Breast-Rehab: A Postoperative Breast Cancer Rehabilitation Training Assessment System Based on Human Action Recognition
Zikang Chen, Tan Xie, Qinchuan Wang, Heming Zheng, Xudong Lu
TL;DR
This paper tackles postoperative upper-limb rehabilitation for breast cancer patients by integrating a skeleton-guided action recognition pipeline with a retrieval-augmented generation framework to segment home-video exercises and produce clinically grounded assessment reports. It introduces a dual-stream architecture that fuses visual and 3D skeletal data, enhanced by motion prompts and cross-attention, and leverages a 1M-chunk Breast-CRAG knowledge base for RAG-based reporting. The approach achieves superior action recognition accuracy (0.72) compared with mm-LLMs and CLIP-AR, and significantly improves report quality over baselines, as shown in a two-week clinical pilot with 15 participants. The study demonstrates a low-cost, scalable solution for remote rehabilitation monitoring, reducing computational overhead and hallucinations while enabling real-time clinician feedback and patient guidance, with plans for a larger randomized trial to validate efficacy.
Abstract
Postoperative upper limb dysfunction is prevalent among breast cancer survivors, yet their adherence to at-home rehabilitation exercises is low amidst limited nursing resources.

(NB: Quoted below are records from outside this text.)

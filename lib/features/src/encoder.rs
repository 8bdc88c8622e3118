//! Feature Encoder
//!
//! Turns restaurant records into fixed-width, column-aligned feature vectors:
//!
//! 1. multi-hot cuisine bits against the fitted (sorted) cuisine vocabulary
//! 2. one-hot blocks for each categorical attribute, levels sorted per attribute
//! 3. min-max scaled numeric attributes, clamped to `[0, 1]`
//!
//! Everything is looked up in vocabularies captured by [`FeatureEncoder::fit`];
//! a cuisine or level never seen at fit time encodes as zeros and the
//! vocabulary never grows after fitting.

use crate::scaler::MinMaxScaler;
use crate::schema::FeatureLayout;
use dinewise_core::{
    CategoricalAttribute, Error, FeatureVector, NumericAttribute, RestaurantRecord, Result,
};
use rayon::prelude::*;
use serde::{Deserialize, Serialize};
use std::collections::BTreeSet;

/// Fitted encoder parameters
#[derive(Debug, Clone, PartialEq, Serialize, Deserialize)]
pub struct FeatureEncoder {
    /// Sorted cuisine vocabulary
    cuisines: Vec<String>,
    /// Sorted levels per categorical attribute, in `CategoricalAttribute::ALL` order
    levels: Vec<(CategoricalAttribute, Vec<String>)>,
    /// One scaler per numeric attribute, in `NumericAttribute::ALL` order
    scalers: Vec<(NumericAttribute, MinMaxScaler)>,
}

impl FeatureEncoder {
    /// Capture vocabularies and scaling statistics from the full record set.
    ///
    /// Fails with [`Error::DataIntegrity`] when the set is empty or when a
    /// numeric attribute has no usable value in any row.
    pub fn fit(records: &[RestaurantRecord]) -> Result<Self> {
        if records.is_empty() {
            return Err(Error::DataIntegrity(
                "cannot fit the feature encoder on an empty restaurant set".to_string(),
            ));
        }

        let cuisines: Vec<String> = records
            .iter()
            .flat_map(|r| r.cuisines.iter().cloned())
            .collect::<BTreeSet<_>>()
            .into_iter()
            .collect();

        let levels = CategoricalAttribute::ALL
            .iter()
            .map(|&attr| {
                let values: BTreeSet<String> = records
                    .iter()
                    .filter_map(|r| r.categorical(attr))
                    .map(str::to_string)
                    .collect();
                (attr, values.into_iter().collect())
            })
            .collect();

        let scalers = NumericAttribute::ALL
            .iter()
            .map(|&attr| {
                MinMaxScaler::fit(records.iter().filter_map(|r| r.numeric(attr)))
                    .map(|scaler| (attr, scaler))
                    .ok_or_else(|| {
                        Error::DataIntegrity(format!(
                            "numeric column '{}' has no parseable value in any row",
                            attr.column()
                        ))
                    })
            })
            .collect::<Result<Vec<_>>>()?;

        let encoder = Self {
            cuisines,
            levels,
            scalers,
        };

        tracing::info!(
            restaurants = records.len(),
            cuisines = encoder.cuisines.len(),
            dim = encoder.dim(),
            "Feature encoder fitted"
        );

        Ok(encoder)
    }

    /// Sorted cuisine vocabulary observed at fit time
    pub fn cuisine_vocabulary(&self) -> &[String] {
        &self.cuisines
    }

    /// Fitted levels of one categorical attribute
    pub fn levels(&self, attribute: CategoricalAttribute) -> &[String] {
        self.levels
            .iter()
            .find(|(attr, _)| *attr == attribute)
            .map(|(_, levels)| levels.as_slice())
            .unwrap_or_default()
    }

    /// Total feature width
    pub fn dim(&self) -> usize {
        self.cuisines.len()
            + self.levels.iter().map(|(_, l)| l.len()).sum::<usize>()
            + self.scalers.len()
    }

    pub fn layout(&self) -> FeatureLayout {
        let cuisine = 0..self.cuisines.len();
        let mut offset = cuisine.end;
        let categorical = self
            .levels
            .iter()
            .map(|(attr, levels)| {
                let range = offset..offset + levels.len();
                offset = range.end;
                (*attr, range)
            })
            .collect();
        let numeric = offset..offset + self.scalers.len();

        FeatureLayout {
            cuisine,
            categorical,
            numeric,
        }
    }

    /// Human-readable label of every column, in vector order
    pub fn column_names(&self) -> Vec<String> {
        let mut names = Vec::with_capacity(self.dim());
        names.extend(self.cuisines.iter().map(|c| format!("cuisine={}", c)));
        for (attr, levels) in &self.levels {
            names.extend(levels.iter().map(|l| format!("{}={}", attr.column(), l)));
        }
        names.extend(self.scalers.iter().map(|(attr, _)| attr.column().to_string()));
        names
    }

    /// Encode one record
    pub fn encode(&self, record: &RestaurantRecord) -> FeatureVector {
        let mut vector = FeatureVector::zeros(self.dim());
        let out = vector.as_mut_slice();

        for tag in &record.cuisines {
            if let Ok(col) = self.cuisines.binary_search(tag) {
                out[col] = 1.0;
            }
        }

        let mut offset = self.cuisines.len();
        for (attr, levels) in &self.levels {
            if let Some(value) = record.categorical(*attr) {
                if let Ok(k) = levels.binary_search_by(|level| level.as_str().cmp(value)) {
                    out[offset + k] = 1.0;
                }
            }
            offset += levels.len();
        }

        for (attr, scaler) in &self.scalers {
            out[offset] = record
                .numeric(*attr)
                .map(|v| scaler.transform(v))
                .unwrap_or(0.0);
            offset += 1;
        }

        vector
    }

    /// Encode every record, preserving input order
    pub fn encode_all(&self, records: &[RestaurantRecord]) -> Vec<FeatureVector> {
        records.par_iter().map(|r| self.encode(r)).collect()
    }
}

The hardware overhead of commonly adopted VR-based mHealth solutions further hinders their widespread clinical application. Therefore, we developed Breast-Rehab, a novel, low-cost mHealth system to provide patients with out-of-hospital upper limb rehabilitation management. Breast-Rehab integrates a bespoke human action recognition algorithm with a retrieval-augmented generation (RAG) framework. By fusing visual and 3D skeletal data, our model accurately segments exercise videos recorded in uncontrolled home environments, outperforming standard models. These segmented clips, combined with a domain-specific knowledge base, guide a multi-modal large language model to generate clinically relevant assessment reports. This approach significantly reduces computational overhead and mitigates model hallucinations. We implemented the system as a WeChat Mini Program and a nurse-facing dashboard. A preliminary clinical study validated the system's feasibility and user acceptance, with patients achieving an average exercise frequency of 0.59 sessions/day over a two-week period. This work thus presents a complete, validated pipeline for AI-driven, at-home rehabilitation monitoring.